Post Colonial Afghanistan and Indonesia’s Relationships to Imperialism

There is a large difference between the functionality and politics of West Asian and East Asian countries, such as Afghanistan and Indonesia. In this paper, I will examine as to why Afghanistan has had a history of turmoil and politico-religious fundamentalism, and how Indonesia is regarded as one of the most progressively democratic nations in the modern Muslim world.

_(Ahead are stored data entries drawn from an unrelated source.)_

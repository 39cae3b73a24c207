//! Field-mapping engine (spec.md §4.2): apply a user's field map to a raw
//! record, producing canonical fields, running each mapping's transforms
//! before assignment.

use std::str::FromStr;

use bigdecimal::BigDecimal;
use regex::Regex;

use crate::errors::AppError;
use crate::models::{CanonicalField, CaseStyle, FieldMapping, FileMap, Transform};
use crate::parser::{CanonicalRecord, RawRecord};

fn canonical_key(field: CanonicalField) -> &'static str {
    match field {
        CanonicalField::Date => "date",
        CanonicalField::Description => "description",
        CanonicalField::Amount => "amount",
        CanonicalField::DebitOrCredit => "debitOrCredit",
        CanonicalField::Currency => "currency",
        CanonicalField::Memo => "memo",
        CanonicalField::CheckNumber => "checkNumber",
        CanonicalField::Balance => "balance",
        CanonicalField::TransactionType => "transactionType",
        CanonicalField::Status => "status",
        CanonicalField::FitId => "fitId",
    }
}

/// Applies every mapping in declared order; a later mapping targeting the
/// same canonical field overwrites the earlier result (last write wins).
pub fn apply_map(raw: &RawRecord, file_map: &FileMap) -> Result<CanonicalRecord, AppError> {
    let mut out = CanonicalRecord::new();

    for mapping in file_map.mappings.0.iter() {
        let Some(source_value) = find_source_value(raw, &mapping.source) else {
            continue;
        };
        let transformed = apply_transforms(&source_value, mapping)?;
        out.insert(canonical_key(mapping.target).to_string(), transformed);
    }

    normalize_amount_sign(&mut out);
    Ok(out)
}

fn find_source_value(raw: &RawRecord, source: &str) -> Option<String> {
    raw.get(source).cloned().or_else(|| {
        raw.iter()
            .find(|(k, _)| k.eq_ignore_ascii_case(source))
            .map(|(_, v)| v.clone())
    })
}

fn apply_transforms(value: &str, mapping: &FieldMapping) -> Result<String, AppError> {
    let mut current = value.to_string();
    for transform in &mapping.transforms {
        current = match transform {
            Transform::Trim => current.trim().to_string(),
            Transform::Case(CaseStyle::Upper) => current.to_uppercase(),
            Transform::Case(CaseStyle::Lower) => current.to_lowercase(),
            Transform::RegexCapture { pattern, group } => {
                let re = Regex::new(pattern).map_err(|e| {
                    AppError::Validation(format!(
                        "invalid regex_capture pattern for mapping {}: {e}",
                        mapping.source
                    ))
                })?;
                re.captures(&current)
                    .and_then(|caps| caps.get(*group))
                    .map(|m| m.as_str().to_string())
                    .unwrap_or_default()
            }
            Transform::SignFlipIfDebit => current, // applied post-map in normalize_amount_sign
            Transform::Scale { factor } => {
                let parsed = parse_amount_str(&current).map_err(|_| {
                    AppError::Validation(format!(
                        "scale transform on non-numeric value for mapping {}",
                        mapping.source
                    ))
                })?;
                (parsed * factor).to_string()
            }
        };
    }
    Ok(current)
}

/// If both `amount` and `debitOrCredit` are present, forces the sign of
/// `amount` from `debitOrCredit` (DBIT -> negative, else positive);
/// otherwise the parsed sign from the source is preserved untouched.
fn normalize_amount_sign(record: &mut CanonicalRecord) {
    let Some(debit_or_credit) = record.get("debitOrCredit").cloned() else {
        return;
    };
    let Some(amount) = record.get("amount").cloned() else {
        return;
    };
    let Ok(magnitude) = parse_amount_str(&amount).map(|v| v.abs()) else {
        return;
    };
    let is_debit = debit_or_credit.eq_ignore_ascii_case("DBIT")
        || debit_or_credit.eq_ignore_ascii_case("debit");
    let signed = if is_debit { -magnitude } else { magnitude };
    record.insert("amount".to_string(), signed.to_string());
}

/// Parses an amount string tolerating parenthesized negatives, for
/// sign/scale bookkeeping during mapping. Stays on `BigDecimal` throughout;
/// the builder binds the same canonical string to a `BigDecimal` again for
/// storage, so amounts never round-trip through binary floating point.
pub fn parse_amount_str(raw: &str) -> Result<BigDecimal, bigdecimal::ParseBigDecimalError> {
    let trimmed = raw.trim();
    let negative_paren = trimmed.starts_with('(') && trimmed.ends_with(')');
    let cleaned: String = trimmed
        .trim_matches(['(', ')'])
        .chars()
        .filter(|c| c.is_ascii_digit() || *c == '.' || *c == '-')
        .collect();
    let value = BigDecimal::from_str(&cleaned)?;
    Ok(if negative_paren { -value.abs() } else { value })
}

#[cfg(test)]
mod tests {
    use super::*;
    use crate::models::CreateFileMap;
    use std::collections::HashMap;

    fn file_map(mappings: Vec<FieldMapping>) -> FileMap {
        FileMap::new(
            uuid::Uuid::new_v4(),
            CreateFileMap {
                name: "test".into(),
                mappings,
            },
        )
    }

    #[test]
    fn later_mapping_overwrites_earlier_for_same_target() {
        let mut raw = HashMap::new();
        raw.insert("Details".to_string(), "first".to_string());
        raw.insert("Memo".to_string(), "second".to_string());
        let fm = file_map(vec![
            FieldMapping {
                source: "Details".into(),
                target: CanonicalField::Description,
                transforms: vec![],
            },
            FieldMapping {
                source: "Memo".into(),
                target: CanonicalField::Description,
                transforms: vec![],
            },
        ]);
        let out = apply_map(&raw, &fm).unwrap();
        assert_eq!(out.get("description").unwrap(), "second");
    }

    #[test]
    fn debit_forces_negative_amount() {
        let mut raw = HashMap::new();
        raw.insert("Amount".to_string(), "42.00".to_string());
        raw.insert("Type".to_string(), "DBIT".to_string());
        let fm = file_map(vec![
            FieldMapping {
                source: "Amount".into(),
                target: CanonicalField::Amount,
                transforms: vec![],
            },
            FieldMapping {
                source: "Type".into(),
                target: CanonicalField::DebitOrCredit,
                transforms: vec![],
            },
        ]);
        let out = apply_map(&raw, &fm).unwrap();
        assert_eq!(out.get("amount").unwrap(), "-42.00");
    }

    #[test]
    fn unknown_regex_pattern_fails_map_error() {
        let mut raw = HashMap::new();
        raw.insert("Desc".to_string(), "abc".to_string());
        let fm = file_map(vec![FieldMapping {
            source: "Desc".into(),
            target: CanonicalField::Description,
            transforms: vec![Transform::RegexCapture {
                pattern: "(".into(),
                group: 0,
            }],
        }]);
        let err = apply_map(&raw, &fm).unwrap_err();
        assert!(matches!(err, AppError::Validation(_)));
    }
}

Afghanistan has large, sprawling rural areas with uneven areas of population, and is often recognized as an unstable nation.(1) The notoriously unstable western/central Asian Muslim nations such as Afghanistan are largely due to the presence of fundamentalist extremist governments. These governments have been established due to the nation being a battleground for the U.S. and U.S.S.R. to carry out the Cold War. The U.S.S.R occupied Afghanistan in the 80’s until the US invaded to further undermine Soviet power, which eventually disenfranchised Afghanis from any sort of political agency. Many scholars attribute the rise of the Afghan Taliban to U.S. intervention of Soviet invasion. (1) The Taliban left Afghanistan in shambles; no popular political agency, massive amounts of poverty, and violent destruction. This is also largely due to the lack of economic infrastructure, which grants space to the development of exploitative black markets and unregulated crime. This economic destruction leads to further political instability, which is still present in Afghanistan today(3).Khalid expands on this with a fantastic quote:

“Afghanistan became a vast stateless expanse, its territory divided up among warlords who recognized no law except their own, its economy taken over by drugs, and its infrastructure destroyed beyond recognition. The country had become a haven for terrorism- all as a by-product of an American proxy war… This situation was to radicalize and militarize Islamic movements across a vast swath of territory… the chaos in Afghanistan, combined with Saudi and Pakistani machinations, was to produce the Taliban later in the decade…”(4)

Because of American-inflicted violence, many fundamentalist political rulers became radically opposed to the U.S. and Western powers. While Islam is sometimes used as a false justification for radical terrorist movements, it is important not to equate the too, and also to acknowledge the history of backlash against US colonialism outside of the Middle East. However it is essential to understand that not all Afghans support radical fundamentalism, but rather were forced to be complicit with these violent and harmful governments who claimed to support their liberation from Western invasion and exploitation through Islam, which was a reclamation of pre-Soviet, pre-U.S. authenticity. There is still a chance for an established stable political future for Afghanistan and surrounding countries, which can utilize Islam and value national pride in a way that can support its citizens in the ways they may need.

In contrast to Afghanistan in West Asia, Indonesia in East Asia is governed by a mostly secular political institution. It acts a s secular due to the country’s large, diverse population. Indonesia’s population speaks about seven hundred languages and six religions, and is holds the largest Muslim community in the world, which make sup 87% of the country’s population. (5) Despite this vast majority, Indonesia is not an acting theocracy. Centering the country around intellectualism allows for the core values of Islam and Islamic practice to remain intact as well as remain inclusive to all Indonesian peoples. The focus on intellectualism has also helped the nation to develop an effective, intricate legal system, which has produced political stability.

Indonesia’s stability is also contributed to the smooth transition from Dutch colonialism to independence. There was space for many political ideas to blossom, as well as a culture of tolerance and inclusivity so there was no space for violent fundamentalism to obtain political power.

The largest force that have impacted both Indonesia and Afghanistan have been imperialism. I understand that Afghanistan is still facing the devastating effects of U.S. intervention, while scholarship and political discourse is freeing in Indonesia due to its lack of exposure to post-colonial Western violence. It is essential for unstable countries such as Afghanistan to invest in political diversity, as well as a secular compromising democratic government.


1) Mahallati Class Lecture, November 5, 2017.

2) Ibid

3) ibid

4) deeb Khalid. Islam after Communism: Religion and Politics in Central Asia. Berkeley: University of California Press, 2006. Pg. 144

5)  Cole, Juan Ricardo. Engaging the Muslim World. New York: Palgrave Macmillan, 2009.